Austing was 77-43 at Fairfield, leading the Indians to the state tournament in 2012 and GMC titles in 2013 and 2014. FHS was 56-20 over the last three seasons.
He informed his players of his decision Monday.
“Let me be clear,” Fairfield athletic director Mark Harden said. “I think he’s one of the finest basketball coaches — high school, college, professional basketball — I’ve ever run across. I think he’s the best in the state. He’s changed this place, the culture of this program, and left it in great hands.
“Being a basketball guy myself, I can honestly tell you that it’s been a pleasure to watch what he’s done with our kids. He’s created a program that I think will sustain itself going forward for a long time because of what he’s done here.”
Austing, 40, plans to continue teaching social studies at Fairfield Freshman School. Having a seventh-grade son and a fifth-grade daughter, he said basketball’s time commitment just became too much.
He is a 1992 Elder graduate who lives on the west side of Cincinnati in the Cleves/Three Rivers area. Austing made it clear that he’s not maneuvering to get a coaching job at his alma mater.
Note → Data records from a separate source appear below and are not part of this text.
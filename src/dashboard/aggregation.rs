//! Folds a user's transactions into totals and per-category spending.
//!
//! Amounts are whole cents, so the results do not depend on the order of the
//! transactions.

use std::collections::BTreeMap;

use crate::{
    advice::{ExpenseLine, GoalLine},
    budget_goal::BudgetGoal,
    money::Amount,
    transaction::{Category, Transaction, TransactionType},
};

/// Expenses summed per category. Only categories with at least one expense are present.
pub type SpendingByCategory = BTreeMap<Category, Amount>;

/// Income, expenses and the difference between them.
#[derive(Debug, Clone, Copy, Default, PartialEq, Eq)]
pub struct AggregateTotals {
    pub total_income: Amount,
    pub total_expenses: Amount,
    /// `total_income - total_expenses`.
    pub balance: Amount,
}

/// The result of [summarize].
#[derive(Debug, Clone, Default, PartialEq, Eq)]
pub struct Summary {
    pub totals: AggregateTotals,
    pub spending_by_category: SpendingByCategory,
}

/// Sum income and expenses and group expenses by category in a single pass.
///
/// Amounts are not re-validated.
pub fn summarize(transactions: &[Transaction]) -> Summary {
    let mut total_income = Amount::ZERO;
    let mut total_expenses = Amount::ZERO;
    let mut spending_by_category = SpendingByCategory::new();

    for transaction in transactions {
        match transaction.transaction_type {
            TransactionType::Income => total_income += transaction.amount,
            TransactionType::Expense => {
                total_expenses += transaction.amount;
                *spending_by_category
                    .entry(transaction.category)
                    .or_insert(Amount::ZERO) += transaction.amount;
            }
        }
    }

    Summary {
        totals: AggregateTotals {
            total_income,
            total_expenses,
            balance: total_income - total_expenses,
        },
        spending_by_category,
    }
}

/// How much of a budget goal has been spent.
#[derive(Debug, Clone, PartialEq)]
pub struct GoalProgress {
    pub goal: BudgetGoal,
    pub spent: Amount,
    /// `spent / goal * 100`. Exceeds 100 when the goal is overspent.
    pub percent: f64,
}

impl GoalProgress {
    /// Whether more than the goal has been spent.
    pub fn is_over_budget(&self) -> bool {
        self.spent > self.goal.goal
    }
}

/// Match each goal with the spending in its category.
pub fn goal_progress(goals: &[BudgetGoal], spending: &SpendingByCategory) -> Vec<GoalProgress> {
    goals
        .iter()
        .map(|goal| {
            let spent = spending.get(&goal.category).copied().unwrap_or_default();
            let percent = if goal.goal.is_positive() {
                spent.cents() as f64 * 100.0 / goal.goal.cents() as f64
            } else {
                0.0
            };

            GoalProgress {
                goal: goal.clone(),
                spent,
                percent,
            }
        })
        .collect()
}

/// One line per expense transaction.
pub fn expense_lines(transactions: &[Transaction]) -> Vec<ExpenseLine> {
    transactions
        .iter()
        .filter(|transaction| transaction.transaction_type == TransactionType::Expense)
        .map(|transaction| ExpenseLine {
            category: transaction.category,
            amount: transaction.amount,
        })
        .collect()
}

/// One line per budget goal.
pub fn goal_lines(goals: &[BudgetGoal]) -> Vec<GoalLine> {
    goals
        .iter()
        .map(|goal| GoalLine {
            category: goal.category,
            goal: goal.goal,
        })
        .collect()
}

/// Budget goals keyed by category.
pub fn goals_by_category(goals: &[BudgetGoal]) -> BTreeMap<Category, Amount> {
    goals.iter().map(|goal| (goal.category, goal.goal)).collect()
}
“I can’t make my family’s life revolve around mine. I need to make my life revolve around theirs a little bit,” he said. “I missed a ton of my kids’ sporting events in the last three years. I don’t want to miss a ton of those.
“I love coaching, and I’ll coach again someday. But it is a full-time job. We all walk that tightrope in whatever job we do. They’re not going to add more hours to the day, so I’m pretty maxed out. Just having a normal weekend is really weird to me. I’m just so used to my life being dictated by the next thing.
“Anybody who knows me will know that my level of physical activity will go down. I’ll probably put on a bunch of weight and sit on the couch too much. If I get fat enough, my wife will kick me back out and make me coach again.”
Austing had no intention of stepping down as the 2013-14 season progressed, though he’d had conversations with his staff and Harden about that possibility.
“Five years ago, he made it very clear what his timeline was,” Harden said. “It’s a conversation he and I have had every year for the last three years. There’s no ‘Oh my gosh, what are we going to do?’ kind of moment. He’s been as professional as a person can be.”
Austing said he wanted to leave the program in better shape than he found it, which he clearly did. He also wanted to leave while the program is on the upswing.
“I’ve made it five years without one bad experience,” Austing said. “I don’t think there’s very many high school coaches that can say that. We had a great experience while we were here, and it’s in a great position for the kids to have a great experience for the next five to 10 years. The future couldn’t be any brighter.
“I am so proud of what we accomplished, and I’m even more proud of how we accomplished it. Great students. Great people. Fairfield kids that went through the system and did it our way. And I could not have asked for a better coaching staff.”
Harden praised Austing for creating one of the best coaching staffs in Ohio, which included varsity assistants Jeff Sims and John Cecere, junior varsity coaches Kevin Fletcher and Steve Hartings, and volunteer assistant Steve Kessler.
Harden said the job will be posted within the district for five days in the near future, “but we want to take at least a couple days and celebrate what Timmy has done. We’re going to let the kids grieve a little bit and give Timmy his due. We’re not going to kick dirt on him just yet.”
Harden believes “there’s plenty of good options” to take over the program.
“It’s certainly not something we want to blow up and start over,” Harden said. “Continuity is going to be real important, and I think Timmy would agree with that. I think our kids will desire that. It certainly is a program that is in really good shape with I think the best facility around and good players and great kids and the best fans.”